La première ministre démissionnaire Sheikh Hasina

Mais les rassemblements se sont transformés en un soulèvement populaire sans précédent contre Mme Hasina et son parti, la Ligue Awami. Le gouvernement a tenté de réprimer la violence par la force, alimentant encore plus l’indignation.

Au moins 95 personnes, dont 14 policiers, seraient mortes dimanche lors d’affrontements à Dacca, selon l’AFP. Plus de 10 000 personnes ont par ailleurs été arrêtées ces dernières semaines, les épisodes de violence entraînant la fermeture d’écoles et d’universités à travers le pays, tandis que les autorités imposaient un couvre-feu lors duquel les contrevenants s’exposaient à être abattus à vue.

Mais la pression de la rue a finalement eu raison de Sheikh Hasina, souvent décrite comme « la dame de fer » du Bangladesh.

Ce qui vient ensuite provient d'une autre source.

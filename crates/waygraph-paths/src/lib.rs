//! Generic search algorithms over caller-described graphs.
//!
//! Nothing in this crate knows what a waypoint is. A graph is described to
//! the algorithms through a small trait hierarchy over dense node indices
//! `0..node_count`, so the same stored graph can be searched forwards or
//! backwards, or under different traversal policies, just by handing in a
//! different view of it:
//!
//! - **A\*** best-path search ([`PathFinder::astar_path`])
//! - **Flood search** by predicate ([`PathFinder::flood_find`])
//!
//! [`PathFinder`] carries [`ScratchHints`], the capacities its working sets
//! start with. Hints only ever grow, so repeated searches stop paying for
//! reallocation once the largest search has been seen.
//!
//! # Trait hierarchy
//!
//! | Trait | Required for |
//! |---|---|
//! | [`Pather`] | flood search |
//! | [`WeightedPather`] : [`Pather`] | (edge costs) |
//! | [`AstarPather`] : [`WeightedPather`] | A* |

mod astar;
mod distance;
mod flood;
mod pathfinder;
mod traits;

pub use distance::{edge_cost, estimate};
pub use pathfinder::{Path, PathFinder, ScratchHints};
pub use traits::{AstarPather, Pather, WeightedPather};
//! Graph construction from a marker list.
//!
//! Every marker becomes a waypoint. A waypoint gets one outgoing edge to
//! each marker whose id equals its successor id, weighted by the distance
//! between the two. Waypoints are numbered in depth-first order from the
//! first marker: a marker's successors are built (and their own successors,
//! and so on) before the scan moves on to the next marker in the list.
//! The traversal uses an explicit stack, so long chains cost heap, not call
//! stack.

use std::fmt;

use waygraph_core::Marker;
use waygraph_paths::edge_cost;

use crate::config::TrackLayout;
use crate::graph::{NodeHandle, Waypoint, WaypointFlags, WaypointGraph};

/// Why a build produced no graph.
#[derive(Debug, Clone, PartialEq, Eq)]
pub enum BuildError {
    /// The marker list was empty.
    NoMarkers,
    /// No waypoint could be created from the markers.
    NoWaypoints,
}

impl fmt::Display for BuildError {
    fn fmt(&self, f: &mut fmt::Formatter<'_>) -> fmt::Result {
        match self {
            Self::NoMarkers => write!(f, "no waypoints in map"),
            Self::NoWaypoints => write!(f, "no waypoint could be set up from the map's markers"),
        }
    }
}

impl std::error::Error for BuildError {}

/// A map-authoring problem found during a build. The graph is still usable.
#[derive(Debug, Clone, PartialEq, Eq)]
pub enum BuildWarning {
    /// More than one finish-line marker; the later one was kept.
    MultipleFinishLines { kept: u32, dropped: u32 },
    /// No finish-line marker; the first waypoint built stands in.
    MissingFinishLine { fallback: u32 },
    /// A waypoint has no successor.
    DeadEnd { id: u32 },
    /// A circuit track whose finish line is not on a loop.
    NotACircuit,
}

impl fmt::Display for BuildWarning {
    fn fmt(&self, f: &mut fmt::Formatter<'_>) -> fmt::Result {
        match self {
            Self::MultipleFinishLines { kept, dropped } => write!(
                f,
                "multiple finish line waypoints with IDs {dropped} and {kept}, using {kept}"
            ),
            Self::MissingFinishLine { fallback } => write!(
                f,
                "no finish line waypoint in the map, using first set up waypoint with ID {fallback}"
            ),
            Self::DeadEnd { id } => write!(f, "waypoint with ID {id} has no next waypoint"),
            Self::NotACircuit => write!(f, "circuit track waypoints do not form a circuit"),
        }
    }
}

/// Summary of a successful build.
#[derive(Debug, Clone, PartialEq, Eq)]
pub struct BuildReport {
    pub nodes: usize,
    pub edges: usize,
    pub first: NodeHandle,
    pub finish: NodeHandle,
    pub circuit_length: u32,
    pub warnings: Vec<BuildWarning>,
}

impl WaypointGraph {
    /// Replace the graph with one built from `markers`.
    ///
    /// All earlier handles become stale, whether or not the build succeeds.
    /// Authoring problems (finish-line conflicts, dead ends, a circuit that
    /// does not loop) are logged and listed in the report; they never fail
    /// the build.
    pub fn build(&mut self, markers: &[Marker]) -> Result<BuildReport, BuildError> {
        self.clear();

        if markers.is_empty() {
            log::error!("No waypoints in map.");
            return Err(BuildError::NoMarkers);
        }

        let built = Builder::new(markers).run();
        let (Some(first), false) = (built.first, built.nodes.is_empty()) else {
            log::error!("No waypoints in map.");
            return Err(BuildError::NoWaypoints);
        };
        let mut warnings = built.warnings;

        let finish = match built.finish {
            Some(finish) => finish,
            None => {
                let fallback = built.nodes[first].id;
                log::warn!(
                    "No finish line waypoint in the map! Using first setup waypoint with ID {fallback}."
                );
                warnings.push(BuildWarning::MissingFinishLine { fallback });
                first
            }
        };

        self.nodes = built.nodes;
        self.first = Some(first);
        self.finish = Some(finish);
        log::debug!("Successfully setup {} waypoints.", self.nodes.len());

        self.circuit_length = self.measure_circuit();
        if self.circuit_length == 0 && self.config.layout == TrackLayout::Circuit {
            log::error!("Circuit track waypoints do not form a circuit.");
            warnings.push(BuildWarning::NotACircuit);
        }

        Ok(BuildReport {
            nodes: self.nodes.len(),
            edges: self.nodes.iter().map(|w| w.next_nodes.len()).sum(),
            first: self.handle(first),
            finish: self.handle(finish),
            circuit_length: self.circuit_length,
            warnings,
        })
    }
}

// ---------------------------------------------------------------------------
// Builder
// ---------------------------------------------------------------------------

/// A waypoint whose successor scan is in progress.
struct Frame {
    marker: usize,
    node: usize,
    /// Next marker index to test against the successor id.
    cursor: usize,
    /// The waypoint that discovered this one; linked once this frame is done.
    parent: Option<usize>,
}

struct Built {
    nodes: Vec<Waypoint>,
    first: Option<usize>,
    finish: Option<usize>,
    warnings: Vec<BuildWarning>,
}

struct Builder<'m> {
    markers: &'m [Marker],
    node_of: Vec<Option<usize>>,
    built: Built,
}

impl<'m> Builder<'m> {
    fn new(markers: &'m [Marker]) -> Self {
        Self {
            markers,
            node_of: vec![None; markers.len()],
            built: Built {
                nodes: Vec::with_capacity(markers.len()),
                first: None,
                finish: None,
                warnings: Vec::new(),
            },
        }
    }

    fn run(mut self) -> Built {
        let markers = self.markers;
        let mut stack: Vec<Frame> = Vec::new();

        for root in 0..markers.len() {
            if self.node_of[root].is_some() {
                continue;
            }
            let node = self.materialize(root);
            stack.push(Frame {
                marker: root,
                node,
                cursor: 0,
                parent: None,
            });

            while let Some(frame) = stack.last_mut() {
                let successor = markers[frame.marker].successor();
                let target = successor.and_then(|next| {
                    markers[frame.cursor..]
                        .iter()
                        .position(|m| m.id == next)
                        .map(|offset| frame.cursor + offset)
                });

                let Some(target) = target else {
                    if let Some(done) = stack.pop() {
                        if let Some(parent) = done.parent {
                            self.link(parent, done.node);
                        }
                    }
                    continue;
                };

                frame.cursor = target + 1;
                let from = frame.node;
                match self.node_of[target] {
                    Some(to) => self.link(from, to),
                    None => {
                        let to = self.materialize(target);
                        stack.push(Frame {
                            marker: target,
                            node: to,
                            cursor: 0,
                            parent: Some(from),
                        });
                    }
                }
            }
        }

        self.built
    }

    /// Create the waypoint for `marker`, sizing its edge lists up front.
    fn materialize(&mut self, marker: usize) -> usize {
        let markers = self.markers;
        let m = &markers[marker];
        let next_count = m
            .successor()
            .map_or(0, |next| markers.iter().filter(|other| other.id == next).count());
        let prev_count = markers
            .iter()
            .filter(|other| other.successor() == Some(m.id))
            .count();

        if !m.position.is_finite() {
            log::warn!("Waypoint with ID {} has a non-finite position {}.", m.id, m.position);
        }

        let index = self.built.nodes.len();
        self.built.nodes.push(Waypoint {
            marker,
            id: m.id,
            next_id: m.next_id,
            position: m.position,
            radius: m.radius,
            flags: WaypointFlags {
                enabled: m.enabled,
                shortcut: m.shortcut,
                finish_line: m.finish_line,
                spawn_point: m.spawn_point,
            },
            next_nodes: Vec::with_capacity(next_count),
            next_weights: Vec::with_capacity(next_count),
            prev_nodes: Vec::with_capacity(prev_count),
            prev_weights: Vec::with_capacity(prev_count),
        });
        self.node_of[marker] = Some(index);
        self.built.first.get_or_insert(index);

        if m.finish_line {
            if let Some(old) = self.built.finish {
                let dropped = self.built.nodes[old].id;
                log::warn!(
                    "Multiple finish line waypoints with IDs {dropped} and {id}! Using {id}.",
                    id = m.id
                );
                self.built.warnings.push(BuildWarning::MultipleFinishLines {
                    kept: m.id,
                    dropped,
                });
            }
            self.built.finish = Some(index);
        }

        if next_count == 0 {
            log::warn!("Waypoint with ID {} has no next waypoint.", m.id);
            self.built.warnings.push(BuildWarning::DeadEnd { id: m.id });
        }

        index
    }

    /// Add the edge `from -> to` and its mirror in `to`'s incoming list.
    fn link(&mut self, from: usize, to: usize) {
        let nodes = &mut self.built.nodes;
        let distance = edge_cost(nodes[from].position, nodes[to].position);
        nodes[from].next_nodes.push(to);
        nodes[from].next_weights.push(distance);
        nodes[to].prev_nodes.push(from);
        nodes[to].prev_weights.push(distance);
    }
}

PHOTO RAJIB DHAR, ASSOCIATED PRESS

Des militants se sont heurtés mardi dernier à la police lors d’une marche à la mémoire des victimes des récents affrontements meurtriers dans tout le pays.

Et maintenant quoi ?

Si son départ calme le jeu, l’incertitude règne désormais dans le pays, suscitant notamment les inquiétudes de l’ONU, qui a appelé lundi à un retour au calme.

Il s’agit maintenant de savoir si le chaos se poursuivra dans les rues de Dacca, où l’on craint désormais un festival de règlements de comptes, venant notamment de leaders de l’opposition emprisonnés ou de groupes islamistes muselés par le régime de Mme Hasina.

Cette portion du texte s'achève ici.